Directions - The answer must match the material word for word, with every line included.

Records supplied -
——————————
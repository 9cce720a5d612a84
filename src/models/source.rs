//! # 읽을거리(Source) 모델 정의
//!
//! 하이라이트가 속하는 원본 자료(책, 기사, PDF, 웹 페이지, 팟캐스트, 영상)를 표현합니다.
//!
//! ## 구조체 역할
//! - `Source`: DB의 `sources` 테이블 한 행 + 파생값 `highlight_count`
//! - `CreateSourceRequest` / `UpdateSourceRequest`: 생성/부분 수정 요청 본문
//! - `ReadingProgressRequest` / `MarkReadRequest`: 읽기 진행 상태 변경 요청 본문
//!
//! 읽기 위치(`reading_position`)와 읽음 여부(`is_read`)는 서로 독립적이며,
//! 복습 스케줄과도 관계가 없습니다.

use serde::{Deserialize, Serialize};

/// 읽을거리 종류
///
/// `#[derive(sqlx::Type)]`: SQLite의 TEXT 컬럼과 enum을 자동 변환합니다.
/// `rename_all = "lowercase"`: `SourceType::Pdf` ↔ `"pdf"`
#[derive(Debug, Clone, Copy, PartialEq, Eq, Serialize, Deserialize, sqlx::Type)]
#[serde(rename_all = "lowercase")]
#[sqlx(rename_all = "lowercase")]
pub enum SourceType {
    Book,
    Article,
    Pdf,
    Web,
    Podcast,
    Video,
}

/// 읽을거리 엔티티
#[derive(Debug, Clone, Serialize, Deserialize, sqlx::FromRow)]
pub struct Source {
    pub id: String,
    pub source_type: SourceType,
    pub title: String,
    pub author: Option<String>,
    pub url: Option<String>,
    /// URL의 호스트 (예: "example.com"). 생성 시 URL에서 자동으로 추출합니다.
    pub domain: Option<String>,
    pub published_date: Option<String>,
    pub category: Option<String>,
    /// 본문 또는 발췌문
    pub content: Option<String>,
    pub word_count: i64,
    pub reading_time_minutes: i64,
    pub is_read: bool,
    /// 0~100 사이의 읽기 진행률
    pub reading_position: f64,
    pub last_read_at: Option<String>,
    pub last_highlighted_at: Option<String>,
    /// 이 자료에 달린 하이라이트 수 (조회 시 COUNT로 계산)
    pub highlight_count: i64,
    pub created_at: String,
    pub updated_at: String,
}

#[derive(Debug, Deserialize)]
pub struct CreateSourceRequest {
    pub source_type: Option<SourceType>,
    pub title: String,
    pub author: Option<String>,
    pub url: Option<String>,
    pub domain: Option<String>,
    pub published_date: Option<String>,
    pub category: Option<String>,
    pub content: Option<String>,
}

#[derive(Debug, Default, Deserialize)]
pub struct UpdateSourceRequest {
    pub source_type: Option<SourceType>,
    pub title: Option<String>,
    /// None = 필드 누락 (변경 안 함), Some(None) = null (값 지우기), Some(Some(v)) = 새 값
    #[serde(default, deserialize_with = "double_option")]
    pub author: Option<Option<String>>,
    #[serde(default, deserialize_with = "double_option")]
    pub url: Option<Option<String>>,
    #[serde(default, deserialize_with = "double_option")]
    pub category: Option<Option<String>>,
    /// 본문을 바꾸면 단어 수와 예상 읽기 시간도 다시 계산합니다.
    #[serde(default, deserialize_with = "double_option")]
    pub content: Option<Option<String>>,
}

/// 읽기 진행률 변경 요청 — `PUT /api/v1/sources/{id}/progress`
#[derive(Debug, Deserialize)]
pub struct ReadingProgressRequest {
    pub position: f64,
}

/// 읽음 표시 요청 — `PUT /api/v1/sources/{id}/read`
#[derive(Debug, Deserialize)]
pub struct MarkReadRequest {
    pub is_read: bool,
}

/// 목록 조회 필터 — `GET /api/v1/sources?source_type=book&is_read=false`
#[derive(Debug, Default, Deserialize)]
pub struct SourceFilters {
    pub source_type: Option<SourceType>,
    pub is_read: Option<bool>,
}

/// JSON의 "필드 없음"과 "null"을 구분하기 위한 역직렬화 함수
///
/// `#[serde(default)]`와 함께 쓰면:
/// - 필드가 없으면 → `None`
/// - `null`이면 → `Some(None)`
/// - 값이 있으면 → `Some(Some(값))`
pub fn double_option<'de, T, D>(deserializer: D) -> Result<Option<Option<T>>, D::Error>
where
    T: Deserialize<'de>,
    D: serde::Deserializer<'de>,
{
    Option::<T>::deserialize(deserializer).map(Some)
}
——————————
Answer to this problem -
repository 9cce720a5d612a84
filename src/models/source.rs
//! # 읽을거리(Source) 모델 정의
//!
//! 하이라이트가 속하는 원본 자료(책, 기사, PDF, 웹 페이지, 팟캐스트, 영상)를 표현합니다.
//!
//! ## 구조체 역할
//! - `Source`: DB의 `sources` 테이블 한 행 + 파생값 `highlight_count`
//! - `CreateSourceRequest` / `UpdateSourceRequest`: 생성/부분 수정 요청 본문
//! - `ReadingProgressRequest` / `MarkReadRequest`: 읽기 진행 상태 변경 요청 본문
//!
//! 읽기 위치(`reading_position`)와 읽음 여부(`is_read`)는 서로 독립적이며,
//! 복습 스케줄과도 관계가 없습니다.

use serde::{Deserialize, Serialize};

/// 읽을거리 종류
///
/// `#[derive(sqlx::Type)]`: SQLite의 TEXT 컬럼과 enum을 자동 변환합니다.
/// `rename_all = "lowercase"`: `SourceType::Pdf` ↔ `"pdf"`
#[derive(Debug, Clone, Copy, PartialEq, Eq, Serialize, Deserialize, sqlx::Type)]
#[serde(rename_all = "lowercase")]
#[sqlx(rename_all = "lowercase")]
pub enum SourceType {
    Book,
    Article,
    Pdf,
    Web,
    Podcast,
    Video,
}

/// 읽을거리 엔티티
#[derive(Debug, Clone, Serialize, Deserialize, sqlx::FromRow)]
pub struct Source {
    pub id: String,
    pub source_type: SourceType,
    pub title: String,
    pub author: Option<String>,
    pub url: Option<String>,
    /// URL의 호스트 (예: "example.com"). 생성 시 URL에서 자동으로 추출합니다.
    pub domain: Option<String>,
    pub published_date: Option<String>,
    pub category: Option<String>,
    /// 본문 또는 발췌문
    pub content: Option<String>,
    pub word_count: i64,
    pub reading_time_minutes: i64,
    pub is_read: bool,
    /// 0~100 사이의 읽기 진행률
    pub reading_position: f64,
    pub last_read_at: Option<String>,
    pub last_highlighted_at: Option<String>,
    /// 이 자료에 달린 하이라이트 수 (조회 시 COUNT로 계산)
    pub highlight_count: i64,
    pub created_at: String,
    pub updated_at: String,
}

#[derive(Debug, Deserialize)]
pub struct CreateSourceRequest {
    pub source_type: Option<SourceType>,
    pub title: String,
    pub author: Option<String>,
    pub url: Option<String>,
    pub domain: Option<String>,
    pub published_date: Option<String>,
    pub category: Option<String>,
    pub content: Option<String>,
}

#[derive(Debug, Default, Deserialize)]
pub struct UpdateSourceRequest {
    pub source_type: Option<SourceType>,
    pub title: Option<String>,
    /// None = 필드 누락 (변경 안 함), Some(None) = null (값 지우기), Some(Some(v)) = 새 값
    #[serde(default, deserialize_with = "double_option")]
    pub author: Option<Option<String>>,
    #[serde(default, deserialize_with = "double_option")]
    pub url: Option<Option<String>>,
    #[serde(default, deserialize_with = "double_option")]
    pub category: Option<Option<String>>,
    /// 본문을 바꾸면 단어 수와 예상 읽기 시간도 다시 계산합니다.
    #[serde(default, deserialize_with = "double_option")]
    pub content: Option<Option<String>>,
}

/// 읽기 진행률 변경 요청 — `PUT /api/v1/sources/{id}/progress`
#[derive(Debug, Deserialize)]
pub struct ReadingProgressRequest {
    pub position: f64,
}

/// 읽음 표시 요청 — `PUT /api/v1/sources/{id}/read`
#[derive(Debug, Deserialize)]
pub struct MarkReadRequest {
    pub is_read: bool,
}

/// 목록 조회 필터 — `GET /api/v1/sources?source_type=book&is_read=false`
#[derive(Debug, Default, Deserialize)]
pub struct SourceFilters {
    pub source_type: Option<SourceType>,
    pub is_read: Option<bool>,
}

/// JSON의 "필드 없음"과 "null"을 구분하기 위한 역직렬화 함수
///
/// `#[serde(default)]`와 함께 쓰면:
/// - 필드가 없으면 → `None`
/// - `null`이면 → `Some(None)`
/// - 값이 있으면 → `Some(Some(값))`
pub fn double_option<'de, T, D>(deserializer: D) -> Result<Option<Option<T>>, D::Error>
where
    T: Deserialize<'de>,
    D: serde::Deserializer<'de>,
{
    Option::<T>::deserialize(deserializer).map(Some)
}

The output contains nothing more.